A
couple of weeks ago I successfully defended my PhD thesis at the School of Computing Science of the University of Glasgow. The thesis, entitled “Explicit web search result diversification”, was unconditionally approved with no corrections by the examination board.
The
thesis tackles the problem of ambiguity in web search queries. In particular, with
the enormous size of the Web, a misunderstanding of the information need
underlying an ambiguous query can misguide the search engine, ultimately
leading the user to abandon the originally submitted query. To overcome this
problem, a sensible approach is to diversify the documents retrieved for the
user's query. As a result, the likelihood that at least one of these documents
will satisfy the user's actual information need is increased.
In
the thesis, we argue that an ambiguous query should be seen as representing not
one, but multiple information needs.
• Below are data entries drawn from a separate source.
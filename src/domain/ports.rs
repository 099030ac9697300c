use crate::domain::model::{ChunkUploadError, RemoteItem};
use crate::utils::error::Result;
use async_trait::async_trait;
use chrono::{DateTime, Utc};
use std::pin::Pin;
use std::time::Duration;
use tokio::io::AsyncRead;
use tokio_util::sync::CancellationToken;

/// Readable content of a remote file.
pub type ByteStream = Pin<Box<dyn AsyncRead + Send>>;

/// Decides whether a failed chunk is sent again.
pub type OnChunkError = dyn Fn(&ChunkUploadError<'_>) -> bool + Send + Sync;

pub struct UploadRequest<'a> {
    pub name: &'a str,
    pub content: &'a mut (dyn AsyncRead + Send + Unpin),
    pub length: u64,
    pub chunk_size: usize,
    pub on_chunk_error: &'a OnChunkError,
}

/// Client side of the remote drive.
///
/// Implementations must surface a content-less item on download as
/// `DriveError::ContentNotAvailable` and must return `DriveError::Cancelled`
/// once `ct` fires.
#[async_trait]
pub trait RemoteStore: Send + Sync {
    /// Look up an item by drive-relative path; `""` and `"/"` are the root.
    /// Returns `Ok(None)` when nothing exists at `path`.
    async fn get_item(&self, path: &str, ct: &CancellationToken) -> Result<Option<RemoteItem>>;

    async fn list_children(
        &self,
        item: &RemoteItem,
        ct: &CancellationToken,
    ) -> Result<Vec<RemoteItem>>;

    async fn delete(&self, item: &RemoteItem, ct: &CancellationToken) -> Result<()>;

    async fn download(&self, item: &RemoteItem, ct: &CancellationToken) -> Result<ByteStream>;

    async fn upload_file(
        &self,
        parent: &RemoteItem,
        request: UploadRequest<'_>,
        ct: &CancellationToken,
    ) -> Result<RemoteItem>;

    async fn create_folder(
        &self,
        parent: &RemoteItem,
        name: &str,
        ct: &CancellationToken,
    ) -> Result<RemoteItem>;
}

pub trait ConfigProvider: Send + Sync {
    fn api_base(&self) -> &str;
    fn access_token(&self) -> &str;
    fn upload_chunk_size(&self) -> usize;
    fn request_timeout(&self) -> Duration;
}

/// Descriptor shared by files and directories.
#[async_trait]
pub trait FileSystemInfo: Send + Sync {
    fn name(&self) -> &str;
    fn is_directory(&self) -> bool;
    fn creation_time_utc(&self) -> DateTime<Utc>;
    fn last_write_time_utc(&self) -> DateTime<Utc>;
    fn full_name(&self) -> String;

    async fn delete(&self, ct: &CancellationToken) -> Result<()>;
}

#[async_trait]
pub trait DirectoryInfo: FileSystemInfo {
    type Entry: FileSystemInfo;

    async fn get_items(&self, ct: &CancellationToken) -> Result<Vec<Self::Entry>>;

    async fn create_file(
        &self,
        name: &str,
        content: &mut (dyn AsyncRead + Send + Unpin),
        length: u64,
        ct: &CancellationToken,
    ) -> Result<Self::Entry>;

    async fn create_directory(&self, name: &str, ct: &CancellationToken) -> Result<Self::Entry>;
}

#[async_trait]
pub trait FileInfo: FileSystemInfo {
    fn length(&self) -> u64;

    async fn open_read(&self, ct: &CancellationToken) -> Result<ByteStream>;
}

pub trait HashProvider {
    /// Raw hash bytes for `algorithm_name`, or `None` when unknown here.
    fn get_hash(&self, algorithm_name: &str) -> Option<Vec<u8>>;
}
Based upon this premise, we propose xQuAD – Explicit Query Aspect Diversification,
a novel probabilistic framework for search result diversification. In
particular, the xQuAD framework naturally models several dimensions of the search
result diversification problem in a principled yet practical manner. To this
end, the framework represents the possible information needs underlying a query
as a set of keyword-based sub-queries.
Moreover, xQuAD accounts for the overall coverage
of each retrieved document with respect to the identified sub-queries, so as to
rank highly diverse documents first. In addition, it accounts for how well each
sub-query is covered by the other retrieved documents, so as to promote novelty – and hence penalise
redundancy – in the ranking. The framework also models the importance of each of the identified sub-queries, so as to
appropriately cater for the interests of the user population when diversifying
the retrieved documents. Finally, since not all queries are equally ambiguous,
the xQuAD framework caters for the ambiguity level of different queries, so as
to appropriately trade-off relevance for diversity on a per-query
basis.
The
xQuAD framework is general and can be used to instantiate several
diversification models, including the most prominent models described in the
literature. In particular, within xQuAD, each of the aforementioned dimensions
of the search result diversification problem can be tackled in a variety of
ways. In this thesis, as additional contributions besides the xQuAD framework,
we introduce novel machine learning approaches for addressing each of these
dimensions. These include a learning to rank approach for identifying effective sub-queries as query suggestions mined from a query log, an intent-aware
approach for choosing the ranking models most likely to be effective for
estimating the coverage and novelty of multiple documents with respect to a
sub-query, and a selective approach for automatically predicting how much to diversify the documents retrieved for each individual query. In addition, we
perform the first empirical analysis of the role of novelty as a diversification
strategy for web search.
As
demonstrated throughout the thesis, the principles underlying the xQuAD
framework are general, sound, and effective. In particular, to validate the
contributions of this thesis, we thoroughly assess the effectiveness of xQuAD
under the standard experimentation paradigm provided by the diversity task of
the TREC 2009, 2010, and 2011 Web tracks. The results of this investigation
demonstrate the effectiveness of our proposed framework. Indeed, xQuAD attains
consistent and significant improvements in comparison to the most effective
diversification approaches in the literature, and across a range of
experimental conditions, comprising multiple input rankings, multiple sub-query
generation and coverage estimation mechanisms, as well as queries with multiple
levels of ambiguity.
These investigations led to the publication of 12 peer-reviewed research papers and 5 evaluation forum reports directly related to the thesis. Moreover, the thesis opened up directions for other researchers, who deployed and extended the xQuAD framework for different applications, and inspired a series of workshops on Diversity in Document Retrieval as well as a research track at the internationally renown NTCIR forum. From a practical perspective, xQuAD has been subjected to scrutiny from the research community as a regular contender in both TREC and NTCIR. As the winning entry in all editions of the diversity task of the TREC Web track (best cat. B submission in TREC 2009 and TREC 2010; best overall submission in TREC 2011 and TREC 2012), we believe that the xQuAD framework has secured its place in the state-of-the-art.
The
thesis is now available online at http://theses.gla.ac.uk/4106/.
In addition, a reference implementation of the xQuAD framework will feature in the
next major release of the open-source Terrier Information Retrieval Platform.